Такого совершенства Горбаневская достигает не во всех своих стихах. Иногда читателю кажется, что ему предлагают не стихотворение (не «штуку поэзии», как выражаются в кругах, близких к альманаху «Метрополь»), а приглашают присутствовать при самом мучительном; процессе рождения стиха, наблюдать тот поток лирической лавы, которому еще предстоит отлиться в форму. Но, если вернуться к началу этих заметок, тема всей книги «Чужие камни» как раз и состоит в протесте против формы, против остывания, отвердения, остановки.

В этой связи, пожалуй, лиричнейший из мотивов книги — это мотив «я для меня мало», отрицание собственной личностной оболочки, часто связанное в стихах Горбаневской с изображением стихотворчества. Об этом у нее есть несколько замечательных стихов:

Не происходит, а находит. Ходит,
словно ища оброненный кошель,
и вместо кошелька меня находит
(Вот радость-то! Вот сокровище-то!
— словно Башмачкин, ласкающий шинель)...

Снова (вспомним снятый чулок,опрокинутый стакан и пр.) пустые оболочки (кошель, шинель) представляют я поэта, наполняемое только смыслом стиха.

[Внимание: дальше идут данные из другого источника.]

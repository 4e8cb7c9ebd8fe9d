//! Charging station DTOs

use chrono::{DateTime, Utc};
use serde::{Deserialize, Serialize};
use serde_json::Value;
use utoipa::ToSchema;

use crate::domain::{Coordinates, CreateStationDto, Patch, StationDetails, UpdateStationDto};
use crate::interfaces::http::modules::auth::UserInfo;

/// Documents the `location` object; requests read it as raw JSON.
#[derive(Debug, Clone, ToSchema)]
pub struct LocationRequest {
    #[schema(example = 40.0)]
    pub latitude: f64,
    #[schema(example = -75.0)]
    pub longitude: f64,
}

/// Field types are checked by the service so that problems come back as a
/// validation error list.
#[derive(Debug, Default, Deserialize, ToSchema)]
#[serde(rename_all = "camelCase")]
pub struct CreateStationRequest {
    #[schema(value_type = String, example = "Lot A")]
    pub name: Option<Value>,
    #[schema(value_type = LocationRequest)]
    pub location: Option<Value>,
    #[schema(value_type = String, example = "Active")]
    pub status: Option<Value>,
    /// kW
    #[schema(value_type = f64, example = 50.0)]
    pub power_output: Option<Value>,
    #[schema(value_type = String, example = "CCS")]
    pub connector_type: Option<Value>,
    #[schema(value_type = Option<String>)]
    pub address_display_name: Option<Value>,
}

impl CreateStationRequest {
    /// Fields are read from a JSON object; any other body supplies none.
    pub fn from_body(body: Value) -> Self {
        from_object(body)
    }
}

impl From<CreateStationRequest> for CreateStationDto {
    fn from(request: CreateStationRequest) -> Self {
        Self {
            name: request.name,
            location: request.location,
            status: request.status,
            power_output: request.power_output,
            connector_type: request.connector_type,
            address_display_name: request.address_display_name,
        }
    }
}

/// Any subset of the create fields. `addressDisplayName: null` clears the label.
#[derive(Debug, Default, Deserialize, ToSchema)]
#[serde(rename_all = "camelCase", default)]
pub struct UpdateStationRequest {
    #[schema(value_type = Option<String>)]
    pub name: Patch<Value>,
    #[schema(value_type = Option<LocationRequest>)]
    pub location: Patch<Value>,
    #[schema(value_type = Option<String>)]
    pub status: Patch<Value>,
    #[schema(value_type = Option<f64>)]
    pub power_output: Patch<Value>,
    #[schema(value_type = Option<String>)]
    pub connector_type: Patch<Value>,
    #[schema(value_type = Option<String>)]
    pub address_display_name: Patch<Value>,
}

impl UpdateStationRequest {
    /// Fields are read from a JSON object; any other body supplies none.
    pub fn from_body(body: Value) -> Self {
        from_object(body)
    }
}

impl From<UpdateStationRequest> for UpdateStationDto {
    fn from(request: UpdateStationRequest) -> Self {
        Self {
            name: request.name,
            location: request.location,
            status: request.status,
            power_output: request.power_output,
            connector_type: request.connector_type,
            address_display_name: request.address_display_name,
        }
    }
}

// Every field accepts any JSON value, so an object always deserializes.
fn from_object<T: Default + serde::de::DeserializeOwned>(body: Value) -> T {
    match body {
        Value::Object(_) => serde_json::from_value(body).unwrap_or_default(),
        _ => T::default(),
    }
}

#[derive(Debug, Serialize, ToSchema)]
#[serde(rename_all = "camelCase")]
pub struct StationResponse {
    pub id: String,
    pub name: String,
    pub location: Coordinates,
    pub address_display_name: Option<String>,
    #[schema(example = "Active")]
    pub status: String,
    pub power_output: f64,
    #[schema(example = "CCS")]
    pub connector_type: String,
    pub user: UserInfo,
    pub created_at: DateTime<Utc>,
    pub updated_at: DateTime<Utc>,
}

impl From<StationDetails> for StationResponse {
    fn from(station: StationDetails) -> Self {
        Self {
            id: station.id,
            name: station.name,
            location: station.location,
            address_display_name: station.address_display_name,
            status: station.status.to_string(),
            power_output: station.power_output,
            connector_type: station.connector_type.to_string(),
            user: UserInfo {
                id: station.owner.id,
                username: station.owner.username,
            },
            created_at: station.created_at,
            updated_at: station.updated_at,
        }
    }
}

#[derive(Debug, Serialize, ToSchema)]
pub struct MessageResponse {
    pub message: String,
}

Консервативный слух читателя русских стихов может шокировать и метрическая вольность, и смелость рифм, но нельзя не признать; что у Горбаневской это не новации ради новаторства, а трудное продирание к новому уровню миропонимания, новой чувствительности, пользуясь словами Милоша из его мудрого «Поэтического трактата», Горбаневской же переведенного на русский язык:

 

                                                ...хотел бы
Я не поэзии, но дикции иной.
Она одна даст выраженье новой
Чувствительности, что спасла бы нас
И от закона, что не наш закон,
И от необходимости не нашей...

 

Своим стихом Горбаневская побеждает «не нашу необходимость», осуществляет свою свободу.

И целый свет —
лишь суета сует,
и всяческая суета
всегда животвореньем занята,
смолчите «нет» и отвечайте «да»,
и диалектика тучнеет на престоле...
Мне столько лет уже, что эта ерунда
слаба, чтоб порешить мою свободу воли.

 

Припомнив эти строки, я решил, что назову свою положительную рецензию «Отрицание отрицания».